How realistic are these plans?

Lucid is certainly not promising anything overnight, or putting a concrete timeline on the availability of Level 4 driving. As we’ve seen elsewhere in the autonomous industry, namely with robotaxi leader Waymo, such systems are dependent on local regulations in a given jurisdiction, on the scale of limited sections of cities, and have required months if not years of mapping a given geofenced area. They also require plenty of staff working behind the scenes to operate even a small fleet. These barriers are unlikely to vanish anytime soon..
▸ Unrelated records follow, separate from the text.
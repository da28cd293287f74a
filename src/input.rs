//! Reading CLI values into columns and rendering results
//!
//! Values come from the command line, a file, or stdin, one per line.
//! Coordinates are written `lon,lat`; with `--binary` values are hex.

use crate::column::{Column, Coord, DataType};
use crate::config::OutputFormat;
use crate::error::{ColHashError, Result};
use crate::registry::Operation;
use std::io::{BufRead, BufReader, Read};
use std::path::Path;

/// How raw lines become a column
#[derive(Debug, Clone, Default)]
pub struct InputOptions {
    /// Decode values as hex bytes
    pub binary: bool,
    /// Line that stands for null
    pub null_marker: Option<String>,
}

/// Collect values from arguments, then from `path` (`-` reads stdin)
pub fn read_values(values: &[String], path: Option<&Path>) -> Result<Vec<String>> {
    let mut lines = values.to_vec();

    match path {
        Some(p) if p == Path::new("-") => {
            lines.extend(read_lines(std::io::stdin().lock())?);
        }
        Some(p) => {
            let file = std::fs::File::open(p)
                .map_err(|e| ColHashError::from(e).with_context(format!("reading {}", p.display())))?;
            lines.extend(read_lines(file)?);
        }
        None => {}
    }

    Ok(lines)
}

fn read_lines<R: Read>(reader: R) -> Result<Vec<String>> {
    BufReader::new(reader)
        .lines()
        .map(|line| line.map_err(ColHashError::from))
        .collect()
}

fn parse_coord(line: &str) -> Result<Coord> {
    let parsed = line.split_once(',').and_then(|(lon, lat)| {
        let lon = lon.trim().parse::<f64>().ok()?;
        let lat = lat.trim().parse::<f64>().ok()?;
        Some(Coord::new(lon, lat))
    });
    parsed.ok_or_else(|| {
        ColHashError::evaluation(format!("expected 'lon,lat' coordinate, got '{}'", line))
    })
}

/// Build the primary input column for `operation`
pub fn build_column(operation: Operation, lines: &[String], options: &InputOptions) -> Result<Column> {
    let accepted = operation.input_types();
    let is_null = |line: &str| options.null_marker.as_deref() == Some(line);

    if accepted.contains(&DataType::Coord) {
        let values = lines
            .iter()
            .map(|line| (!is_null(line)).then(|| parse_coord(line)).transpose())
            .collect::<Result<Vec<_>>>()?;
        return Ok(Column::Coord(values));
    }

    if options.binary {
        if !accepted.contains(&DataType::Binary) {
            return Err(ColHashError::config("operation does not accept binary input"));
        }
        let values = lines
            .iter()
            .map(|line| {
                (!is_null(line))
                    .then(|| {
                        hex::decode(line.trim()).map_err(|e| {
                            ColHashError::evaluation(format!("invalid hex '{}': {}", line, e))
                        })
                    })
                    .transpose()
            })
            .collect::<Result<Vec<_>>>()?;
        return Ok(Column::Binary(values));
    }

    Ok(Column::Utf8(
        lines
            .iter()
            .map(|line| (!is_null(line)).then(|| line.clone()))
            .collect(),
    ))
}

/// Render a result column in the requested format
pub fn render(column: &Column, format: OutputFormat) -> Result<String> {
    match format {
        OutputFormat::Json => Ok(serde_json::to_string_pretty(&column.to_json())?),
        OutputFormat::Text => Ok((0..column.len())
            .map(|i| column.render(i).unwrap_or_else(|| "null".to_string()))
            .collect::<Vec<_>>()
            .join("\n")),
    }
}
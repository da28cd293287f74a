//! Performance benchmarks for colhash
//!
//! Run with: cargo bench

use colhash::column::{Column, Coord};
use colhash::config::EngineConfig;
use colhash::hash::{DigestAlgorithm, Digester, FastHashAlgorithm, FastHasher, SeedSlot};
use colhash::registry::{Kwargs, OperationRegistry};
use colhash::dispatch::Dispatcher;
use criterion::{black_box, criterion_group, criterion_main, BenchmarkId, Criterion, Throughput};

const ROWS: usize = 256 * 1024;

fn text_rows(rows: usize) -> Vec<Option<String>> {
    (0..rows)
        .map(|i| if i % 97 == 0 { None } else { Some(format!("row-{:08}", i)) })
        .collect()
}

fn bench_digest_algorithms(c: &mut Criterion) {
    let mut group = c.benchmark_group("digest_algorithms");
    let input = text_rows(ROWS);
    let dispatcher = Dispatcher::default();

    group.throughput(Throughput::Elements(ROWS as u64));

    for algorithm in DigestAlgorithm::ALL {
        let digester = Digester::new(algorithm, algorithm.is_xof().then_some(32)).unwrap();
        group.bench_with_input(BenchmarkId::new("hex", algorithm.name()), &input, |b, input| {
            b.iter(|| black_box(colhash::hash::hex_column(&dispatcher, &digester, input).unwrap()));
        });
    }

    group.finish();
}

fn bench_fast_algorithms(c: &mut Criterion) {
    let mut group = c.benchmark_group("fast_algorithms");
    let input = text_rows(ROWS);
    let dispatcher = Dispatcher::default();

    group.throughput(Throughput::Elements(ROWS as u64));

    for algorithm in FastHashAlgorithm::ALL {
        let hasher = FastHasher::new(algorithm, SeedSlot::Value(42));
        group.bench_with_input(BenchmarkId::new("hash", algorithm.name()), &input, |b, input| {
            b.iter(|| black_box(hasher.hash_column(&dispatcher, input, None).unwrap()));
        });
    }

    group.finish();
}

fn bench_geo(c: &mut Criterion) {
    let mut group = c.benchmark_group("geo");
    let registry = OperationRegistry::new(&EngineConfig::default()).unwrap();

    let coords = Column::Coord(
        (0..ROWS)
            .map(|i| {
                let t = i as f64 / ROWS as f64;
                Some(Coord::new(-180.0 + 360.0 * t, -90.0 + 180.0 * t))
            })
            .collect(),
    );
    let encode = registry.plan("ghash_encode", &Kwargs::default()).unwrap();
    let hashes = encode.execute(std::slice::from_ref(&coords)).unwrap();

    group.throughput(Throughput::Elements(ROWS as u64));

    for (name, input) in [
        ("ghash_encode", &coords),
        ("ghash_decode", &hashes),
        ("ghash_neighbors", &hashes),
        ("h3_encode", &coords),
    ] {
        let plan = registry.plan(name, &Kwargs::default()).unwrap();
        group.bench_with_input(BenchmarkId::new("op", name), input, |b, input| {
            b.iter(|| black_box(plan.execute(std::slice::from_ref(input)).unwrap()));
        });
    }

    group.finish();
}

fn bench_dispatch_modes(c: &mut Criterion) {
    let mut group = c.benchmark_group("dispatch");
    let input = text_rows(ROWS);
    let hasher = FastHasher::new(FastHashAlgorithm::Xxh3_64, SeedSlot::Absent);

    group.throughput(Throughput::Elements(ROWS as u64));

    for (mode, dispatcher) in [
        ("sequential", Dispatcher::default().with_parallel_threshold(usize::MAX)),
        ("parallel", Dispatcher::default().with_chunk_size(8 * 1024)),
    ] {
        group.bench_with_input(BenchmarkId::new("xxh3_64", mode), &input, |b, input| {
            b.iter(|| black_box(hasher.hash_column(&dispatcher, input, None).unwrap()));
        });
    }

    group.finish();
}

criterion_group!(
    benches,
    bench_digest_algorithms,
    bench_fast_algorithms,
    bench_geo,
    bench_dispatch_modes
);

criterion_main!(benches);
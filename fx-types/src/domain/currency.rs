//! ISO-4217 style currency codes.

use serde::{Deserialize, Serialize};
use std::fmt;
use std::str::FromStr;
use utoipa::ToSchema;

/// Currencies the rate provider quotes but that may not be used in conversions.
pub const NON_CONVERTIBLE_CURRENCIES: [&str; 4] = ["TRY", "PLN", "THB", "MXN"];

/// Error returned when a string is not a three-letter currency code.
#[derive(Debug, Clone, PartialEq, Eq, thiserror::Error)]
#[error("Invalid currency code: {0}")]
pub struct ParseCurrencyError(pub String);

/// A three-letter currency code, always stored upper-case.
#[derive(Debug, Clone, PartialEq, Eq, PartialOrd, Ord, Hash, Serialize, Deserialize, ToSchema)]
#[serde(try_from = "String", into = "String")]
#[schema(value_type = String, example = "USD")]
pub struct CurrencyCode(String);

impl CurrencyCode {
    /// Returns the upper-case code.
    pub fn as_str(&self) -> &str {
        &self.0
    }

    /// Returns false for currencies excluded from conversion.
    pub fn is_convertible(&self) -> bool {
        !NON_CONVERTIBLE_CURRENCIES.contains(&self.0.as_str())
    }
}

impl FromStr for CurrencyCode {
    type Err = ParseCurrencyError;

    fn from_str(s: &str) -> Result<Self, Self::Err> {
        let trimmed = s.trim();
        if trimmed.len() != 3 || !trimmed.chars().all(|c| c.is_ascii_alphabetic()) {
            return Err(ParseCurrencyError(s.to_string()));
        }
        Ok(Self(trimmed.to_ascii_uppercase()))
    }
}

impl TryFrom<String> for CurrencyCode {
    type Error = ParseCurrencyError;

    fn try_from(value: String) -> Result<Self, Self::Error> {
        value.parse()
    }
}

impl From<CurrencyCode> for String {
    fn from(code: CurrencyCode) -> Self {
        code.0
    }
}

impl AsRef<str> for CurrencyCode {
    fn as_ref(&self) -> &str {
        &self.0
    }
}

impl fmt::Display for CurrencyCode {
    fn fmt(&self, f: &mut fmt::Formatter<'_>) -> fmt::Result {
        f.write_str(&self.0)
    }
}
//! Paged views over ordered data.

use serde::{Deserialize, Serialize};

/// One page of a larger result set.
#[derive(Debug, Clone, PartialEq, Serialize, Deserialize)]
pub struct Page<T> {
    pub items: T,
    /// 1-based page index
    pub page_number: u32,
    pub page_size: u32,
    pub total_pages: u32,
    /// Link to the following page, `None` on the last page
    pub next_page_url: Option<String>,
}

impl<T> Page<T> {
    /// Transforms the items while keeping the paging metadata.
    pub fn map<U>(self, f: impl FnOnce(T) -> U) -> Page<U> {
        Page {
            items: f(self.items),
            page_number: self.page_number,
            page_size: self.page_size,
            total_pages: self.total_pages,
            next_page_url: self.next_page_url,
        }
    }

    pub fn has_next(&self) -> bool {
        self.next_page_url.is_some()
    }
}
//! Configuration loading from environment.

use std::env;
use std::str::FromStr;
use std::time::Duration;

use anyhow::Context;

use fx_hex::{CacheConfig, ServiceConfig};
use fx_upstream::{DEFAULT_BASE_URL, RetryPolicy};

/// Application configuration.
#[derive(Debug, Clone)]
pub struct Config {
    pub port: u16,
    pub frankfurter_base_url: String,
    pub public_base_url: String,
    pub retry: RetryPolicy,
    pub cache: CacheConfig,
    /// `None` disables the background sweep.
    pub sweep_interval: Option<Duration>,
    pub otlp_endpoint: Option<String>,
}

impl Config {
    /// Loads configuration from environment variables.
    pub fn from_env() -> anyhow::Result<Self> {
        Self::from_lookup(|key| env::var(key).ok())
    }

    /// Loads configuration through `lookup`, applying defaults for anything
    /// missing or blank.
    pub fn from_lookup(lookup: impl Fn(&str) -> Option<String>) -> anyhow::Result<Self> {
        let get = |key: &str| lookup(key).filter(|v| !v.trim().is_empty());

        let port: u16 = parse_or(&get, "PORT", 3000)?;

        let frankfurter_base_url =
            get("FRANKFURTER_BASE_URL").unwrap_or_else(|| DEFAULT_BASE_URL.to_string());
        let public_base_url =
            get("PUBLIC_BASE_URL").unwrap_or_else(|| format!("http://localhost:{}", port));

        let retry = RetryPolicy {
            max_retries: parse_or(&get, "UPSTREAM_MAX_RETRIES", 3)?,
            median_first_delay: Duration::from_millis(parse_or(
                &get,
                "UPSTREAM_MEDIAN_FIRST_DELAY_MS",
                1000,
            )?),
            deadline: Duration::from_secs(parse_or(&get, "UPSTREAM_TIMEOUT_SECS", 30)?),
        };

        let cache = CacheConfig {
            sliding_expiry: Duration::from_secs(parse_or(&get, "CACHE_SLIDING_SECS", 1800)?),
            absolute_expiry: Duration::from_secs(parse_or(&get, "CACHE_ABSOLUTE_SECS", 3600)?),
            max_entries: parse_or(&get, "CACHE_MAX_ENTRIES", 10_000)?,
        };
        if cache.max_entries == 0 {
            anyhow::bail!("CACHE_MAX_ENTRIES must be at least 1");
        }

        let sweep_secs: u64 = parse_or(&get, "CACHE_SWEEP_INTERVAL_SECS", 300)?;
        let sweep_interval = (sweep_secs > 0).then(|| Duration::from_secs(sweep_secs));

        Ok(Self {
            port,
            frankfurter_base_url,
            public_base_url,
            retry,
            cache,
            sweep_interval,
            otlp_endpoint: get("OTEL_EXPORTER_OTLP_ENDPOINT"),
        })
    }

    pub fn service_config(&self) -> ServiceConfig {
        ServiceConfig {
            cache: self.cache.clone(),
            public_base_url: self.public_base_url.clone(),
        }
    }
}

fn parse_or<T>(get: &impl Fn(&str) -> Option<String>, key: &str, default: T) -> anyhow::Result<T>
where
    T: FromStr,
    T::Err: std::error::Error + Send + Sync + 'static,
{
    match get(key) {
        Some(raw) => raw
            .trim()
            .parse()
            .with_context(|| format!("{} has invalid value {:?}", key, raw)),
        None => Ok(default),
    }
}
//! Response bodies of the Frankfurter API.

use chrono::NaiveDate;
use serde::Deserialize;

use fx_types::{CurrencyCode, DailyRates, HistoricalSeries, RateSeries, RateSnapshot};

/// `GET /latest?from=CODE`
#[derive(Debug, Deserialize)]
pub(crate) struct LatestResponse {
    pub base: CurrencyCode,
    pub date: NaiveDate,
    pub rates: DailyRates,
}

impl From<LatestResponse> for RateSnapshot {
    fn from(resp: LatestResponse) -> Self {
        RateSnapshot {
            base: resp.base,
            as_of: resp.date,
            rates: resp.rates,
        }
    }
}

/// `GET /{from}..{to}?from=CODE`
#[derive(Debug, Deserialize)]
pub(crate) struct RangeResponse {
    pub base: CurrencyCode,
    pub start_date: NaiveDate,
    pub end_date: NaiveDate,
    #[serde(default)]
    pub rates: RateSeries,
}

impl From<RangeResponse> for HistoricalSeries {
    fn from(resp: RangeResponse) -> Self {
        HistoricalSeries {
            base: resp.base,
            start_date: resp.start_date,
            end_date: resp.end_date,
            rates: resp.rates,
            skipped_ranges: Vec::new(),
        }
    }
}
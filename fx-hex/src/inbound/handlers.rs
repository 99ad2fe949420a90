//! HTTP request handlers.

use std::sync::Arc;

use axum::{
    Json,
    extract::{Path, Query, State},
    http::StatusCode,
    response::{IntoResponse, Response},
};
use chrono::Utc;
use utoipa::OpenApi;

use fx_types::{AppError, ConvertQuery, HistoricalQuery, HistoricalRatesResponse, RateProvider};

use super::validation;
use crate::RateService;
use crate::openapi::ApiDoc;

/// Application state shared across handlers.
pub struct AppState<P: RateProvider> {
    pub service: RateService<P>,
}

/// Wrapper to implement IntoResponse for AppError (orphan rule workaround).
pub struct ApiError(pub AppError);

impl From<AppError> for ApiError {
    fn from(err: AppError) -> Self {
        ApiError(err)
    }
}

impl From<fx_types::RateError> for ApiError {
    fn from(err: fx_types::RateError) -> Self {
        ApiError(err.into())
    }
}

impl IntoResponse for ApiError {
    fn into_response(self) -> Response {
        let (status, message) = match &self.0 {
            AppError::BadRequest(msg) => (StatusCode::BAD_REQUEST, msg.clone()),
            AppError::Timeout(msg) => (StatusCode::REQUEST_TIMEOUT, msg.clone()),
            AppError::Internal(msg) => (StatusCode::INTERNAL_SERVER_ERROR, msg.clone()),
        };

        tracing::error!(status = status.as_u16(), "Request failed: {}", message);

        let body = serde_json::json!({
            "error": message,
            "code": status.as_u16()
        });

        (status, Json(body)).into_response()
    }
}

/// Health check endpoint.
pub async fn health() -> impl IntoResponse {
    Json(serde_json::json!({ "status": "healthy" }))
}

/// Latest rates for a base currency.
#[tracing::instrument(skip(state))]
pub async fn exchange_rates<P: RateProvider>(
    State(state): State<Arc<AppState<P>>>,
    Path(currency): Path<String>,
) -> Result<impl IntoResponse, ApiError> {
    let base = validation::parse_currency(&currency)?;
    let snapshot = state.service.lookup(&base).await?;
    Ok(Json(snapshot.as_ref().clone()))
}

/// Convert an amount into one or every convertible currency.
#[tracing::instrument(skip(state))]
pub async fn convert<P: RateProvider>(
    State(state): State<Arc<AppState<P>>>,
    Query(query): Query<ConvertQuery>,
) -> Result<impl IntoResponse, ApiError> {
    validation::check_amount(query.amount)?;
    let from = validation::parse_convertible_currency(&query.from)?;
    let to = query
        .to
        .as_deref()
        .map(validation::parse_convertible_currency)
        .transpose()?;

    let result = state
        .service
        .convert(query.amount, &from, to.as_ref())
        .await?;
    Ok(Json(result))
}

/// One page of historical rates.
#[tracing::instrument(skip(state))]
pub async fn historical_rates<P: RateProvider>(
    State(state): State<Arc<AppState<P>>>,
    Path(currency): Path<String>,
    Query(query): Query<HistoricalQuery>,
) -> Result<impl IntoResponse, ApiError> {
    let base = validation::parse_currency(&currency)?;
    let today = Utc::now().date_naive();
    let from = validation::parse_from_date(&query.from_date, today)?;
    let to = validation::parse_to_date(&query.to_date, today)?;
    validation::check_paging(query.page_size, query.page)?;

    let page = state
        .service
        .historical(&base, from, to, query.page_size, query.page)
        .await?;
    Ok(Json(HistoricalRatesResponse::from(page)))
}

/// Machine-readable API description.
pub async fn openapi_json() -> impl IntoResponse {
    Json(ApiDoc::openapi())
}
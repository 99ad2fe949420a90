//! # FX Client SDK
//!
//! A typed Rust client for the FX gateway API.

use chrono::NaiveDate;
use reqwest::Client;
use rust_decimal::Decimal;
use serde::de::DeserializeOwned;

use fx_types::{ConversionResult, CurrencyCode, HistoricalRatesResponse, RateSnapshot};

/// Error type for client operations.
#[derive(Debug, thiserror::Error)]
pub enum ClientError {
    #[error("HTTP error: {0}")]
    Http(#[from] reqwest::Error),

    #[error("API error: {status} - {message}")]
    Api { status: u16, message: String },

    #[error("JSON error: {0}")]
    Json(#[from] serde_json::Error),
}

/// FX gateway API client.
pub struct FxClient {
    base_url: String,
    http: Client,
}

impl FxClient {
    /// Creates a new client.
    pub fn new(base_url: impl Into<String>) -> Self {
        Self {
            base_url: base_url.into().trim_end_matches('/').to_string(),
            http: Client::new(),
        }
    }

    /// Checks if the API is healthy.
    pub async fn health(&self) -> Result<bool, ClientError> {
        let resp = self
            .http
            .get(format!("{}/health", self.base_url))
            .send()
            .await?;
        Ok(resp.status().is_success())
    }

    /// Latest rates for `base`.
    pub async fn exchange_rates(&self, base: &CurrencyCode) -> Result<RateSnapshot, ClientError> {
        self.get(&format!("/api/exchange-rates/{}", base), &[]).await
    }

    /// Converts `amount` of `from` into `to`, or into every convertible
    /// currency when `to` is `None`.
    pub async fn convert(
        &self,
        amount: Decimal,
        from: &CurrencyCode,
        to: Option<&CurrencyCode>,
    ) -> Result<ConversionResult, ClientError> {
        let mut query = vec![
            ("amount", amount.to_string()),
            ("from", from.to_string()),
        ];
        if let Some(to) = to {
            query.push(("to", to.to_string()));
        }
        self.get("/api/convert", &query).await
    }

    /// One page of historical rates.
    pub async fn historical_rates(
        &self,
        base: &CurrencyCode,
        from: NaiveDate,
        to: NaiveDate,
        page_size: u32,
        page: u32,
    ) -> Result<HistoricalRatesResponse, ClientError> {
        let query = [
            ("from_date", from.to_string()),
            ("to_date", to.to_string()),
            ("page_size", page_size.to_string()),
            ("page", page.to_string()),
        ];
        self.get(&format!("/api/historical-rates/{}", base), &query)
            .await
    }

    /// Fetches the page after `page`, or `None` on the last page.
    ///
    /// Follows the server-provided link as-is.
    pub async fn follow_next(
        &self,
        page: &HistoricalRatesResponse,
    ) -> Result<Option<HistoricalRatesResponse>, ClientError> {
        let Some(url) = &page.next_page_url else {
            return Ok(None);
        };
        let resp = self.http.get(url).send().await?;
        self.handle_response(resp).await.map(Some)
    }

    /// Every page of a historical query, merged into the first page.
    pub async fn historical_rates_all(
        &self,
        base: &CurrencyCode,
        from: NaiveDate,
        to: NaiveDate,
        page_size: u32,
    ) -> Result<HistoricalRatesResponse, ClientError> {
        let mut merged = self.historical_rates(base, from, to, page_size, 1).await?;
        let mut current = merged.clone();
        while let Some(next) = self.follow_next(&current).await? {
            merged.rates.extend(next.rates.clone());
            current = next;
        }
        merged.next_page_url = None;
        merged.current_page = current.current_page;
        Ok(merged)
    }

    async fn get<T: DeserializeOwned>(
        &self,
        path: &str,
        query: &[(&str, String)],
    ) -> Result<T, ClientError> {
        let resp = self
            .http
            .get(format!("{}{}", self.base_url, path))
            .query(query)
            .send()
            .await?;
        self.handle_response(resp).await
    }

    async fn handle_response<T: DeserializeOwned>(
        &self,
        resp: reqwest::Response,
    ) -> Result<T, ClientError> {
        let status = resp.status();
        if status.is_success() {
            let body = resp.text().await?;
            Ok(serde_json::from_str(&body)?)
        } else {
            let body = resp.text().await.unwrap_or_default();
            let message = serde_json::from_str::<serde_json::Value>(&body)
                .ok()
                .and_then(|v| v.get("error").and_then(|e| e.as_str()).map(String::from))
                .unwrap_or(body);
            Err(ClientError::Api {
                status: status.as_u16(),
                message,
            })
        }
    }
}
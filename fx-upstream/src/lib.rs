//! # FX Upstream
//!
//! Outbound adapter for the FX gateway: a [`FrankfurterClient`] implementing
//! the `RateProvider` port, and the [`RetryPolicy`] every upstream call runs
//! under (decorrelated-jitter backoff on transient failures plus an overall
//! deadline).

mod client;
pub mod error;
pub mod retry;
mod wire;

pub use client::{DEFAULT_BASE_URL, FrankfurterClient};
pub use error::UpstreamError;
pub use retry::RetryPolicy;
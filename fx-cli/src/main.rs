//! FX CLI
//!
//! Command-line interface for the FX gateway API.

use anyhow::Result;
use chrono::NaiveDate;
use clap::{Parser, Subcommand};
use rust_decimal::Decimal;

use fx_client::FxClient;
use fx_types::CurrencyCode;

#[derive(Parser)]
#[command(name = "fx")]
#[command(author, version, about = "FX gateway CLI client", long_about = None)]
struct Cli {
    /// Base URL of the FX gateway
    #[arg(long, env = "FX_API_URL", default_value = "http://localhost:3000")]
    api_url: String,

    #[command(subcommand)]
    command: Commands,
}

#[derive(Subcommand)]
enum Commands {
    /// Check API health
    Health,
    /// Latest rates for a base currency
    Rates {
        /// Base currency (e.g. USD)
        base: String,
    },
    /// Convert an amount
    Convert {
        #[arg(long)]
        amount: Decimal,
        #[arg(long)]
        from: String,
        /// Target currency; every convertible currency when omitted
        #[arg(long)]
        to: Option<String>,
    },
    /// Historical rates over a date window
    History {
        /// Base currency (e.g. USD)
        base: String,
        /// First day, yyyy-mm-dd
        #[arg(long)]
        from: NaiveDate,
        /// Last day, yyyy-mm-dd
        #[arg(long)]
        to: NaiveDate,
        #[arg(long, default_value = "90")]
        page_size: u32,
        #[arg(long, default_value = "1")]
        page: u32,
        /// Follow next-page links and print every page merged
        #[arg(long, conflicts_with = "page")]
        all: bool,
    },
}

fn parse_currency(s: &str) -> Result<CurrencyCode> {
    s.parse()
        .map_err(|_| anyhow::anyhow!("Invalid currency: {}. Expected a three-letter code", s))
}

#[tokio::main]
async fn main() -> Result<()> {
    dotenvy::dotenv().ok();

    let cli = Cli::parse();

    let client = FxClient::new(&cli.api_url);

    match cli.command {
        Commands::Health => {
            let healthy = client.health().await?;
            if healthy {
                println!("✓ API is healthy");
            } else {
                println!("✗ API is not healthy");
                std::process::exit(1);
            }
        }

        Commands::Rates { base } => {
            let base = parse_currency(&base)?;
            let snapshot = client.exchange_rates(&base).await?;
            println!("{}", serde_json::to_string_pretty(&snapshot)?);
        }

        Commands::Convert { amount, from, to } => {
            let from = parse_currency(&from)?;
            let to = to.as_deref().map(parse_currency).transpose()?;
            let result = client.convert(amount, &from, to.as_ref()).await?;
            println!("{}", serde_json::to_string_pretty(&result)?);
        }

        Commands::History {
            base,
            from,
            to,
            page_size,
            page,
            all,
        } => {
            let base = parse_currency(&base)?;
            let response = if all {
                client
                    .historical_rates_all(&base, from, to, page_size)
                    .await?
            } else {
                client
                    .historical_rates(&base, from, to, page_size, page)
                    .await?
            };
            println!("{}", serde_json::to_string_pretty(&response)?);
        }
    }

    Ok(())
}

#[cfg(test)]
mod tests {
    use super::*;
    use clap::CommandFactory;

    #[test]
    fn test_cli_definition() {
        Cli::command().debug_assert();
    }

    #[test]
    fn test_parse_history_all() {
        let cli = Cli::try_parse_from([
            "fx", "history", "usd", "--from", "2024-01-01", "--to", "2024-06-30", "--all",
        ])
        .unwrap();

        match cli.command {
            Commands::History { base, all, page_size, .. } => {
                assert_eq!(parse_currency(&base).unwrap().as_str(), "USD");
                assert!(all);
                assert_eq!(page_size, 90);
            }
            _ => panic!("expected history command"),
        }
    }

    #[test]
    fn test_parse_convert_decimal_amount() {
        let cli =
            Cli::try_parse_from(["fx", "convert", "--amount", "12.50", "--from", "EUR"]).unwrap();

        match cli.command {
            Commands::Convert { amount, to, .. } => {
                assert_eq!(amount, Decimal::new(1250, 2));
                assert!(to.is_none());
            }
            _ => panic!("expected convert command"),
        }
    }
}
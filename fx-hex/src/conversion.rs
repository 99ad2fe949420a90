//! Amount conversion over a rate snapshot.

use rust_decimal::Decimal;

use fx_types::{ConversionResult, CurrencyCode, DailyRates, RateError, RateSnapshot};

/// Converts `amount` of the snapshot's base into `to`, or into every
/// convertible currency of the snapshot when `to` is `None`.
///
/// Non-convertible currencies never appear in the output. Asking for one
/// explicitly, or for a currency the snapshot lacks, is `UnknownCurrency`.
pub fn convert(
    snapshot: &RateSnapshot,
    amount: Decimal,
    to: Option<&CurrencyCode>,
) -> Result<ConversionResult, RateError> {
    let rates_applied: DailyRates = match to {
        Some(target) => {
            let rate = snapshot
                .rates
                .get(target)
                .filter(|_| target.is_convertible())
                .ok_or_else(|| RateError::UnknownCurrency(target.to_string()))?;
            DailyRates::from([(target.clone(), *rate)])
        }
        None => snapshot
            .rates
            .iter()
            .filter(|(code, _)| code.is_convertible())
            .map(|(code, rate)| (code.clone(), *rate))
            .collect(),
    };

    let converted_amounts = rates_applied
        .iter()
        .map(|(code, rate)| {
            let value = amount.checked_mul(*rate).ok_or_else(|| {
                RateError::Internal(format!("converting {amount} to {code} overflowed"))
            })?;
            Ok((code.clone(), value))
        })
        .collect::<Result<DailyRates, RateError>>()?;

    Ok(ConversionResult {
        input_amount: amount,
        from_currency: snapshot.base.clone(),
        converted_amounts,
        rates_applied,
    })
}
Lucid is also not promising to blur the lines between the defined levels of automated driving on this journey, cognizant of Tesla’s own hubris, litigation, and decade of empty promises to bring about what it still calls Full Self-Driving, even though these Level 4 plans rely on some assumptions and tech that has yet to materialize. 

The greater trend here is that some automakers other than Tesla now see a clearer path to Levels 3 and 4 – offering a fuller suite of sensors and computing power that should permit such capabilities to be offered down the road, even absent a 50-state regulatory standard for such systems at the moment. Just days ago Cadillac unveiled plans for a Level 3, eyes-off, system expected to launch in 2028, building upon GM’s Super Cruise that is similarly set to evolve in capability even absent a single federal autonomous driving standard.

The drop in the costs of lidar sensors is just one of the things that are powering this new confidence along with leaps in computing power, but another crucial driving force is Nvidia’s launch of its own autonomous vehicle program. 

For now, Lucid’s rosy view of its Level 4 plans give us our best look yet at the Earth midsize crossover, which will bring a much-needed more affordable model to Lucid’s model range while battling the likes of the Tesla Model Y.

The Earth will still land is what has been the busiest EV segment so far this decade, and one that has seen some painful sales duds by now. And Lucid’s upcoming midsize model will still need to set itself apart in more basic ways than promises of future autonomous driving to capture a slice of this segment.